Activity: Output all entries precisely.
[Given data Boundary: Start]
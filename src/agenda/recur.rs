use chrono::NaiveDate;

use crate::core::Todo;
use crate::error::Result;
use crate::store::{self, StorageBackend};

/// Schedule the next occurrence of a just-completed recurring to-do.
///
/// The successor goes into the file for the next occurrence date unless that
/// file already holds a to-do with the same text and recurrence. Returns the
/// date written, if any.
pub async fn project_successor(
    storage: &dyn StorageBackend,
    todo: &Todo,
    fallback: NaiveDate,
) -> Result<Option<NaiveDate>> {
    let Some(recurrence) = todo.recurrence else {
        return Ok(None);
    };
    if recurrence.interval == 0 {
        log::warn!("Not repeating {:?}: zero interval", todo.text);
        return Ok(None);
    }

    let from = todo.origin_or(fallback);
    let Some(next) = recurrence.next_date(from) else {
        log::warn!("Not repeating {:?}: {} after {} is out of range", todo.text, recurrence, from);
        return Ok(None);
    };
    let mut existing = store::load_todos(storage, next).await?;
    let scheduled = existing
        .iter()
        .any(|t| t.text == todo.text && t.recurrence == Some(recurrence));
    if scheduled {
        log::debug!("{:?} already scheduled for {}", todo.text, next);
        return Ok(None);
    }

    existing.push(todo.successor(next));
    store::save_todos(storage, next, &existing).await?;
    log::info!("Scheduled {:?} ({}) for {}", todo.text, recurrence, next);
    Ok(Some(next))
}

#[cfg(test)]
mod tests {
    use super::*;
    use crate::core::Recurrence;
    use crate::markdown;
    use crate::store::MemoryStorage;

    fn day(m: u32, d: u32) -> NaiveDate {
        NaiveDate::from_ymd_opt(2026, m, d).unwrap()
    }

    #[tokio::test]
    async fn non_recurring_does_nothing() {
        let storage = MemoryStorage::new();
        let todo = Todo::on("once", day(1, 1));
        assert_eq!(project_successor(&storage, &todo, day(1, 1)).await.unwrap(), None);
    }

    #[tokio::test]
    async fn monthly_successor_appended_after_existing() {
        let storage = MemoryStorage::new();
        storage.insert(day(2, 28), "- [ ] already there\n").await;
        let todo = Todo {
            completed: true,
            pinned: true,
            recurrence: Some(Recurrence::monthly(1)),
            ..Todo::on("rent", day(1, 31))
        };

        let next = project_successor(&storage, &todo, day(1, 31)).await.unwrap();
        assert_eq!(next, Some(day(2, 28)));

        let text = storage.read_date_file(day(2, 28)).await.unwrap().unwrap();
        let todos = markdown::decode(&text);
        assert_eq!(todos.len(), 2);
        assert_eq!(todos[0].text, "already there");
        assert_eq!(todos[1].text, "rent");
        assert!(!todos[1].completed && !todos[1].pinned);
        assert_eq!(todos[1].original_date, Some(day(2, 28)));
    }

    #[tokio::test]
    async fn different_interval_is_not_a_duplicate() {
        let storage = MemoryStorage::new();
        storage
            .insert(
                day(3, 2),
                "- [ ] stretch <!-- {\"recurrence\":{\"type\":\"daily\",\"interval\":2}} -->\n",
            )
            .await;
        let todo = Todo {
            recurrence: Some(Recurrence::daily(1)),
            ..Todo::on("stretch", day(3, 1))
        };
        assert_eq!(project_successor(&storage, &todo, day(3, 1)).await.unwrap(), Some(day(3, 2)));
    }

    #[tokio::test]
    async fn out_of_range_interval_is_skipped() {
        let storage = MemoryStorage::new();
        let line = "- [x] far <!-- {\"recurrence\":{\"type\":\"daily\",\"interval\":200000000}} -->";
        let todo = markdown::decode(line).remove(0);

        assert_eq!(project_successor(&storage, &todo, day(3, 1)).await.unwrap(), None);
        assert!(storage.list_dates().await.unwrap().is_empty());
    }
}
[Given data Boundary: End]
Solution to this exercise:
filename src/agenda/recur.rs
use chrono::NaiveDate;

use crate::core::Todo;
use crate::error::Result;
use crate::store::{self, StorageBackend};

/// Schedule the next occurrence of a just-completed recurring to-do.
///
/// The successor goes into the file for the next occurrence date unless that
/// file already holds a to-do with the same text and recurrence. Returns the
/// date written, if any.
pub async fn project_successor(
    storage: &dyn StorageBackend,
    todo: &Todo,
    fallback: NaiveDate,
) -> Result<Option<NaiveDate>> {
    let Some(recurrence) = todo.recurrence else {
        return Ok(None);
    };
    if recurrence.interval == 0 {
        log::warn!("Not repeating {:?}: zero interval", todo.text);
        return Ok(None);
    }

    let from = todo.origin_or(fallback);
    let Some(next) = recurrence.next_date(from) else {
        log::warn!("Not repeating {:?}: {} after {} is out of range", todo.text, recurrence, from);
        return Ok(None);
    };
    let mut existing = store::load_todos(storage, next).await?;
    let scheduled = existing
        .iter()
        .any(|t| t.text == todo.text && t.recurrence == Some(recurrence));
    if scheduled {
        log::debug!("{:?} already scheduled for {}", todo.text, next);
        return Ok(None);
    }

    existing.push(todo.successor(next));
    store::save_todos(storage, next, &existing).await?;
    log::info!("Scheduled {:?} ({}) for {}", todo.text, recurrence, next);
    Ok(Some(next))
}

#[cfg(test)]
mod tests {
    use super::*;
    use crate::core::Recurrence;
    use crate::markdown;
    use crate::store::MemoryStorage;

    fn day(m: u32, d: u32) -> NaiveDate {
        NaiveDate::from_ymd_opt(2026, m, d).unwrap()
    }

    #[tokio::test]
    async fn non_recurring_does_nothing() {
        let storage = MemoryStorage::new();
        let todo = Todo::on("once", day(1, 1));
        assert_eq!(project_successor(&storage, &todo, day(1, 1)).await.unwrap(), None);
    }

    #[tokio::test]
    async fn monthly_successor_appended_after_existing() {
        let storage = MemoryStorage::new();
        storage.insert(day(2, 28), "- [ ] already there\n").await;
        let todo = Todo {
            completed: true,
            pinned: true,
            recurrence: Some(Recurrence::monthly(1)),
            ..Todo::on("rent", day(1, 31))
        };

        let next = project_successor(&storage, &todo, day(1, 31)).await.unwrap();
        assert_eq!(next, Some(day(2, 28)));

        let text = storage.read_date_file(day(2, 28)).await.unwrap().unwrap();
        let todos = markdown::decode(&text);
        assert_eq!(todos.len(), 2);
        assert_eq!(todos[0].text, "already there");
        assert_eq!(todos[1].text, "rent");
        assert!(!todos[1].completed && !todos[1].pinned);
        assert_eq!(todos[1].original_date, Some(day(2, 28)));
    }

    #[tokio::test]
    async fn different_interval_is_not_a_duplicate() {
        let storage = MemoryStorage::new();
        storage
            .insert(
                day(3, 2),
                "- [ ] stretch <!-- {\"recurrence\":{\"type\":\"daily\",\"interval\":2}} -->\n",
            )
            .await;
        let todo = Todo {
            recurrence: Some(Recurrence::daily(1)),
            ..Todo::on("stretch", day(3, 1))
        };
        assert_eq!(project_successor(&storage, &todo, day(3, 1)).await.unwrap(), Some(day(3, 2)));
    }

    #[tokio::test]
    async fn out_of_range_interval_is_skipped() {
        let storage = MemoryStorage::new();
        let line = "- [x] far <!-- {\"recurrence\":{\"type\":\"daily\",\"interval\":200000000}} -->";
        let todo = markdown::decode(line).remove(0);

        assert_eq!(project_successor(&storage, &todo, day(3, 1)).await.unwrap(), None);
        assert!(storage.list_dates().await.unwrap().is_empty());
    }
}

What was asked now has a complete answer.